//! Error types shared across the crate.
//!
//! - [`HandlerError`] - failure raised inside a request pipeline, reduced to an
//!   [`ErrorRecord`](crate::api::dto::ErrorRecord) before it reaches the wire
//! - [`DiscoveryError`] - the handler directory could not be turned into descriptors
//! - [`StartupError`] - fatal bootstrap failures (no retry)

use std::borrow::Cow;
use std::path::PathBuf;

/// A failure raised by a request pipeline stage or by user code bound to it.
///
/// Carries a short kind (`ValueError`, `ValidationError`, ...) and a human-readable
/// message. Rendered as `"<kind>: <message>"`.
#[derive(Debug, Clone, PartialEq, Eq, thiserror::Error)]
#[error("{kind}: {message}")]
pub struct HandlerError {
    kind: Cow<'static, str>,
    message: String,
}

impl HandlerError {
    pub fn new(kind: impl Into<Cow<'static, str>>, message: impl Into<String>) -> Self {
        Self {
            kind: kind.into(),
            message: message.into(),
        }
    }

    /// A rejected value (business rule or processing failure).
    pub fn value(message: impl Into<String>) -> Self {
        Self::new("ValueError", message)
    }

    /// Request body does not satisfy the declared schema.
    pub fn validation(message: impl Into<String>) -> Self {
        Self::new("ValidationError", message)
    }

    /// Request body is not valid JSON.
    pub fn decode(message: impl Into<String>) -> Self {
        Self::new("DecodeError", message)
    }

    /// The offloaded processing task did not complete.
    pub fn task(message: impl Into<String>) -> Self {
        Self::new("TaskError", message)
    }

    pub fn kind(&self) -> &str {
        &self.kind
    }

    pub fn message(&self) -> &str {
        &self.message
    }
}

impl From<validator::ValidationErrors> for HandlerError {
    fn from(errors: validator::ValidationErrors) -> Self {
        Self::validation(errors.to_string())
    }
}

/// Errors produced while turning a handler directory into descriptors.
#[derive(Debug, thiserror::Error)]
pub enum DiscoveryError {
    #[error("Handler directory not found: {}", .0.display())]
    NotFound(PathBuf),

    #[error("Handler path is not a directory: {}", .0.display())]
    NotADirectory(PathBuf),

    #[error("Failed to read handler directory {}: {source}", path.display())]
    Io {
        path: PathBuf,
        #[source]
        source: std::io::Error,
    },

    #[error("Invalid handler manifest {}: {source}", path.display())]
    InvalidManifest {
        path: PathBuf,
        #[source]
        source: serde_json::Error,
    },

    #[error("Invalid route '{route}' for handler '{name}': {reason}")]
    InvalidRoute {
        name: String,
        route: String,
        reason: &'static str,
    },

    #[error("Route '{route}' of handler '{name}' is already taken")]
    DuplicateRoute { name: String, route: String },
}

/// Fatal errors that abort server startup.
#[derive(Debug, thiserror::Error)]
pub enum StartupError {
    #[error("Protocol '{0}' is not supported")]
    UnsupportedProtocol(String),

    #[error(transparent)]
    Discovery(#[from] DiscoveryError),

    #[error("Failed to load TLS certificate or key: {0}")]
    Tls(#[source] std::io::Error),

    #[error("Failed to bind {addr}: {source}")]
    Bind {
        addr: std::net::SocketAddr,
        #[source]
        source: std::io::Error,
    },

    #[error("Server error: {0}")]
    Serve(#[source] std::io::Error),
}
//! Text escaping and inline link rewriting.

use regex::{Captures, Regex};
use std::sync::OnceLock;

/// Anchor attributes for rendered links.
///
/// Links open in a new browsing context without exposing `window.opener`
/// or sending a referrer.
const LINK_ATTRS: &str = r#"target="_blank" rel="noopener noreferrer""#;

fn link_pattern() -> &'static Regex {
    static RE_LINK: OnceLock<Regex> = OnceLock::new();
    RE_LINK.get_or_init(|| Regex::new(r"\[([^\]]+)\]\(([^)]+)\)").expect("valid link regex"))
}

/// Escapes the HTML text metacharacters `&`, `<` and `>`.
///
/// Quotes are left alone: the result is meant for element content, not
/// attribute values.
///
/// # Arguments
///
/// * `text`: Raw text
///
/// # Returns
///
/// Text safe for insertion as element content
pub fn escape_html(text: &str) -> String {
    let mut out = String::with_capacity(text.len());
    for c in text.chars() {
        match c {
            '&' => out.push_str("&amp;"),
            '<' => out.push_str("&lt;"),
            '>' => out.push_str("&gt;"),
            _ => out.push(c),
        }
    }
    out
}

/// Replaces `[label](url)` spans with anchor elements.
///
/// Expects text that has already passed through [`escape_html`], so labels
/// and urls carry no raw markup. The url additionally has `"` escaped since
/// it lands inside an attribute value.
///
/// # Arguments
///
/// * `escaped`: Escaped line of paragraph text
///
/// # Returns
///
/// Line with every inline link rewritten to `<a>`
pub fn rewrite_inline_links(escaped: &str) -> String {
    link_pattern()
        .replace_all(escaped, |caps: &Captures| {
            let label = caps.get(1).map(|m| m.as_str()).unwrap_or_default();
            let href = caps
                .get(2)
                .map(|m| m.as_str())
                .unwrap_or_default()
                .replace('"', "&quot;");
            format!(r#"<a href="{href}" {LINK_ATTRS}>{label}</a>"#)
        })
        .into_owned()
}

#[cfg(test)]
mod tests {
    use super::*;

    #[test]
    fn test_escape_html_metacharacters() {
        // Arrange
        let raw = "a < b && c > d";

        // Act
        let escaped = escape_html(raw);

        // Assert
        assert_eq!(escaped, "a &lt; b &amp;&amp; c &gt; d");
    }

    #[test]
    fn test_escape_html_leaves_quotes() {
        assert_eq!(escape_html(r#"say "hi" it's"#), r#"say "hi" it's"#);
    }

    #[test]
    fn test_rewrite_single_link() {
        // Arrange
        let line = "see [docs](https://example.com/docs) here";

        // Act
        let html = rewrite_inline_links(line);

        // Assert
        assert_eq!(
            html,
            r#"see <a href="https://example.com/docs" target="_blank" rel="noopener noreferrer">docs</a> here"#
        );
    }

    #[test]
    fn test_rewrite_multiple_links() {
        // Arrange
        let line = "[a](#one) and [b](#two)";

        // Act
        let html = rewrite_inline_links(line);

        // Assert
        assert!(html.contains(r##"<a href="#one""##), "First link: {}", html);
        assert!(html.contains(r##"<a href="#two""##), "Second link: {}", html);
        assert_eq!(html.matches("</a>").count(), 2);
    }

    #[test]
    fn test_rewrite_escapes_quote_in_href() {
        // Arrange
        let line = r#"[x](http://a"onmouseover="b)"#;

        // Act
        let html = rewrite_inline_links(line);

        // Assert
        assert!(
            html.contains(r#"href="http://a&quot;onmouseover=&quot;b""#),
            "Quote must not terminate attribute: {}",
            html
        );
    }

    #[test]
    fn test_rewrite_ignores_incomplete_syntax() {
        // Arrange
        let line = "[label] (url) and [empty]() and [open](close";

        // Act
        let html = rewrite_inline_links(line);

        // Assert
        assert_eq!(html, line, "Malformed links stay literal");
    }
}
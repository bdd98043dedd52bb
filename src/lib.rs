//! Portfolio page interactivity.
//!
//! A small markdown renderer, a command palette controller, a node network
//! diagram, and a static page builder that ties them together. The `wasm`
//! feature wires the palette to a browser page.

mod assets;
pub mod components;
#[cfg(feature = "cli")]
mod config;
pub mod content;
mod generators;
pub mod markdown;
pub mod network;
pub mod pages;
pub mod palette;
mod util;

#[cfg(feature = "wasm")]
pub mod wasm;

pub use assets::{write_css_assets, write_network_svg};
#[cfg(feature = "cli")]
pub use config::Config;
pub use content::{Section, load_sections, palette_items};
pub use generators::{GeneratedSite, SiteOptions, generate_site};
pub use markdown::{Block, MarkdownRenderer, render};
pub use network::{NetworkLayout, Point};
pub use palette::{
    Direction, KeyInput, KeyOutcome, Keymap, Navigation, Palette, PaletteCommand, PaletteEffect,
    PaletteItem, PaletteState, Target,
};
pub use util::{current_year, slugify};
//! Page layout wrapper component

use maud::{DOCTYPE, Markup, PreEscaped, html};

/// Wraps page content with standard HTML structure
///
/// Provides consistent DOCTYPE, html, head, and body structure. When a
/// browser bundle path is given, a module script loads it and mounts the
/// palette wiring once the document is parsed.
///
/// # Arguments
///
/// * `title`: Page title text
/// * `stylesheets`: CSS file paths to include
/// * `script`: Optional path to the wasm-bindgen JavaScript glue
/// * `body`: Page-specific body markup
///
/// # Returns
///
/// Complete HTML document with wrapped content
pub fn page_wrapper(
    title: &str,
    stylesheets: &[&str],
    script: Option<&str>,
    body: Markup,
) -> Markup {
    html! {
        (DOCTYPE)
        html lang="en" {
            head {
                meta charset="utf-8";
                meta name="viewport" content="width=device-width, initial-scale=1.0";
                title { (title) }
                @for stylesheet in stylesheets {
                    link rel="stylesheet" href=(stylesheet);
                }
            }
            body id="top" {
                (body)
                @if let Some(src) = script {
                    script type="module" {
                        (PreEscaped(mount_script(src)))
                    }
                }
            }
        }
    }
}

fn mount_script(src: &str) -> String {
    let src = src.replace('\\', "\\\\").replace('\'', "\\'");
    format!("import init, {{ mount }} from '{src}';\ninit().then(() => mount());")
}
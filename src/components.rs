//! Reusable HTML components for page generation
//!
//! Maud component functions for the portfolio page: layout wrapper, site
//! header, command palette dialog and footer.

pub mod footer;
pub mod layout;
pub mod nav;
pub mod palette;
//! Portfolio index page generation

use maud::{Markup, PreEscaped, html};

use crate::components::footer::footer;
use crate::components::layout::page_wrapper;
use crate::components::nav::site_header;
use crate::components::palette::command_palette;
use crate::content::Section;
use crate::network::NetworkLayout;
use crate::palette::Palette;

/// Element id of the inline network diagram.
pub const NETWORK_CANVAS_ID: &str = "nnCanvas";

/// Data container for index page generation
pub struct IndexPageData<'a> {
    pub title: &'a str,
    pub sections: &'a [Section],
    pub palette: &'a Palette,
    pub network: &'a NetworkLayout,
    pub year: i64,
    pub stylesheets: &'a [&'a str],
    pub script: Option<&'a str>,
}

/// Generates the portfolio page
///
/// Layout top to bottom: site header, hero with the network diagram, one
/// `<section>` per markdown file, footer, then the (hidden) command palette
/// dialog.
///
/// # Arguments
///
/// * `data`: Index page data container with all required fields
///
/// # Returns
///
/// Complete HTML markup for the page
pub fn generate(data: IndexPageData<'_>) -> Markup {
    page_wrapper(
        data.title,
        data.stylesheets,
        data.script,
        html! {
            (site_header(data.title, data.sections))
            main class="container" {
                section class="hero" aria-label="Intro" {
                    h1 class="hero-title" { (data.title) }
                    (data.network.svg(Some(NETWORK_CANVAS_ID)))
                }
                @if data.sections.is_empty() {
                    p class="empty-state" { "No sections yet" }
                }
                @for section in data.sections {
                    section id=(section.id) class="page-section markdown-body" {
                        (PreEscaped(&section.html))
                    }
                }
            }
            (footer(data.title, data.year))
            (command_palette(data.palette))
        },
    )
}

---

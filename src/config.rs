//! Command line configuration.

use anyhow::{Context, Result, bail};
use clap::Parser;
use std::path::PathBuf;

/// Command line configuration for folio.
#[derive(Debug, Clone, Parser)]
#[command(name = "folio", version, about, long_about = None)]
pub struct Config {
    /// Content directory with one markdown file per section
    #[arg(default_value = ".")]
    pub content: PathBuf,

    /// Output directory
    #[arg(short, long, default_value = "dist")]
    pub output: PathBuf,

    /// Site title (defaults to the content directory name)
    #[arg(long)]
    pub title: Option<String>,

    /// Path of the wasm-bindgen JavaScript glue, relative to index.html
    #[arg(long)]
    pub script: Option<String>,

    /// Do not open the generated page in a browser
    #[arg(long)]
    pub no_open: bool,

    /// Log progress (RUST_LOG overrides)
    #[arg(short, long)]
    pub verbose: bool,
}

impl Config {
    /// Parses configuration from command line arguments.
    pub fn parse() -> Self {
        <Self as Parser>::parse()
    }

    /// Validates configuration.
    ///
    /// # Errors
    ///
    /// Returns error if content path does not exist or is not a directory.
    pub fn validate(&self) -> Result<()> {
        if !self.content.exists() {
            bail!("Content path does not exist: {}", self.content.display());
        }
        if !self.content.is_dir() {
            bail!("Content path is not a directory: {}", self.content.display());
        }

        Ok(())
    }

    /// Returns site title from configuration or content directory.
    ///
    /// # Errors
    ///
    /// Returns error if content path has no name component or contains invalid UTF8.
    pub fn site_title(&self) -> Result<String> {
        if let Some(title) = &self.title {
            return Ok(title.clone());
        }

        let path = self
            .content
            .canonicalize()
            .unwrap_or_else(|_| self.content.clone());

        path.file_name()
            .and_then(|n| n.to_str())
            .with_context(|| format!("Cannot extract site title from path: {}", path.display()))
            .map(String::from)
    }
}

---

■ DESCRIPTION OF THE TASK ■
Copy out the lines of the data where the word "document" can be found.

■ EXPECTED ANSWER ■
/// palette wiring once the document is parsed.
/// Complete HTML document with wrapped content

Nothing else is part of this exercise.